A atualidade da obra de Atwood é o que mais me admirou. Publicado em 1985 e ambientado em um contexto distópico, o romance se comunica fortemente com o presente. Por mais que certas coisas mereçam pertencer ao passado.
A história também é um pouco de História, pois a autora coleta referências a costumes, culturas e acontecimentos reais para cada detalhe do romance. E isso é evidente, quando reconhecemos na fala de um general teocrático o que já ouvimos tantas vezes em casa, no ônibus ou no trabalho.
Trata-se da narrativa de uma aia. Escravizada em nome da reprodução. Um receptáculo para a continuação da espécie. Serva de um deus que coloca o mundo nas mãos dos homens. Parece familiar?

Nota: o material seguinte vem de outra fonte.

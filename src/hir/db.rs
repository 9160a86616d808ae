//! Salsa database definition and queries.
//!
//! File texts are inputs; parsing is the only tracked query. Everything
//! semantic is computed per session and never stored here.

use crate::base::FileId;
use crate::parser::{GreenNode, SyntaxError, parse};

// ============================================================================
// INPUTS
// ============================================================================

/// Input: the raw text content of a file.
///
/// Set this explicitly when a file is added or changed.
#[salsa::input]
pub struct FileText {
    pub file: FileId,
    #[return_ref]
    pub text: String,
}

// ============================================================================
// DATABASE
// ============================================================================

/// The root Salsa database.
#[salsa::db]
#[derive(Default, Clone)]
pub struct RootDatabase {
    storage: salsa::Storage<Self>,
}

#[salsa::db]
impl salsa::Database for RootDatabase {
    fn salsa_event(&self, _event: &dyn Fn() -> salsa::Event) {}
}

impl RootDatabase {
    pub fn new() -> Self {
        Self::default()
    }
}

// ============================================================================
// PARSE RESULT
// ============================================================================

/// Green tree plus the errors collected while building it.
#[derive(Clone, Debug, PartialEq, Eq)]
pub struct ParsedText {
    pub green: GreenNode,
    pub errors: Vec<SyntaxError>,
}

impl ParsedText {
    pub fn has_errors(&self) -> bool {
        !self.errors.is_empty()
    }
}

// ============================================================================
// TRACKED QUERIES
// ============================================================================

/// Parse a file.
///
/// Memoized; re-run only when the `FileText` input changes.
#[salsa::tracked]
pub fn parse_file(db: &dyn salsa::Database, file_text: FileText) -> ParsedText {
    let parse = parse(file_text.text(db));
    ParsedText {
        green: parse.green,
        errors: parse.errors,
    }
}
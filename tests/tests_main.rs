#[path = "helpers/mod.rs"]
mod helpers;

#[path = "hir/mod.rs"]
mod hir;

#[path = "ide/mod.rs"]
mod ide;
//! Analysis sessions.
//!
//! A session is one snapshot of the world: parsed files, collaborators and
//! settings, stamped with a [`ValidityToken`]. It memoizes oracle results
//! for the lifetime of that token and nothing else; opening a new session
//! recomputes everything.

use std::cell::RefCell;
use std::rc::Rc;
use std::sync::Arc;

use indexmap::IndexMap;
use once_cell::unsync::OnceCell;
use rustc_hash::{FxHashMap, FxHashSet};
use smol_str::SmolStr;
use thiserror::Error;
use tracing::{debug, trace};

use super::symbols::{Symbol, SymbolKind};
use super::token::ValidityToken;
use crate::base::{ClassId, FileId, FqName, Name};
use crate::config::LanguageSettings;
use crate::model::lower::{class_id_for, declaration_location, is_object_literal, DeclLocation};
use crate::model::{
    AnalysisMode, AnalysisRequest, BindingFacts, ClassRecord, DeclRecord, InferenceOracle,
    ModuleGraph, ResolutionEnv, TypeAliasRecord, TypeChecker, TypeEnvironment,
};
use crate::parser::ast::declaration_name;
use crate::parser::{SyntaxKind, SyntaxNode, parse};
use crate::syntax::{NodePtr, ParsedFile};

#[derive(Debug, Clone, PartialEq, Eq, Error)]
pub enum SessionError {
    #[error("unknown file: {0:?}")]
    UnknownFile(FileId),
    #[error("no file at path: {0}")]
    UnknownPath(SmolStr),
}

/// Everything a session is built from.
pub struct SessionParts {
    pub token: ValidityToken,
    pub settings: Arc<LanguageSettings>,
    pub files: Vec<Rc<ParsedFile>>,
    pub graph: Arc<dyn ModuleGraph>,
    pub oracle: Arc<dyn InferenceOracle>,
    pub checker: Arc<dyn TypeChecker>,
    /// Identity of the type-checking domain `checker` belongs to
    pub checker_domain: u64,
}

type FactsKey = (FileId, NodePtr);

/// Where each non-anonymous source classifier lives.
#[derive(Default)]
struct SourceIndex {
    classes: FxHashMap<ClassId, FactsKey>,
    aliases: FxHashMap<ClassId, FactsKey>,
    packages: IndexMap<FqName, Vec<FileId>>,
}

#[derive(Default)]
struct SessionCaches {
    facts: FxHashMap<FactsKey, (AnalysisMode, Arc<BindingFacts>)>,
    in_progress: FxHashSet<FactsKey>,
    symbols: FxHashMap<(FileId, NodePtr, SymbolKind), Symbol>,
}

pub struct AnalysisSession {
    token: ValidityToken,
    settings: Arc<LanguageSettings>,
    files: Vec<Rc<ParsedFile>>,
    paths: FxHashMap<SmolStr, FileId>,
    graph: Arc<dyn ModuleGraph>,
    oracle: Arc<dyn InferenceOracle>,
    checker: Arc<dyn TypeChecker>,
    checker_domain: u64,
    index: OnceCell<SourceIndex>,
    caches: RefCell<SessionCaches>,
}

As Aias são uma classe de mulheres, em meio a Marthas (serviçais), Esposas, Econoesposas, Tias e, ironicamente, as Não-mulheres. Os Estados Unidos agora é Gilead, um país governado por extremistas religiosos.
Mulheres não possuem direitos políticos. A elas é vedada a mais simples leitura. Ainda assim, é a voz da aia que nos guia pelo retrato desse tempo. São seus anseios, divagações e sofrimentos que enveredam o leitor por esta viagem. Ser mulher em Gilead é angustiante para o leitor. Para a leitora, é um tanto mais pessoal.
Na mente dessa mulher vivemos a impotência, a frustração, a indignação, a luta. A esperança. Ao fechar o livro, vivemos um pouco mais disso tudo.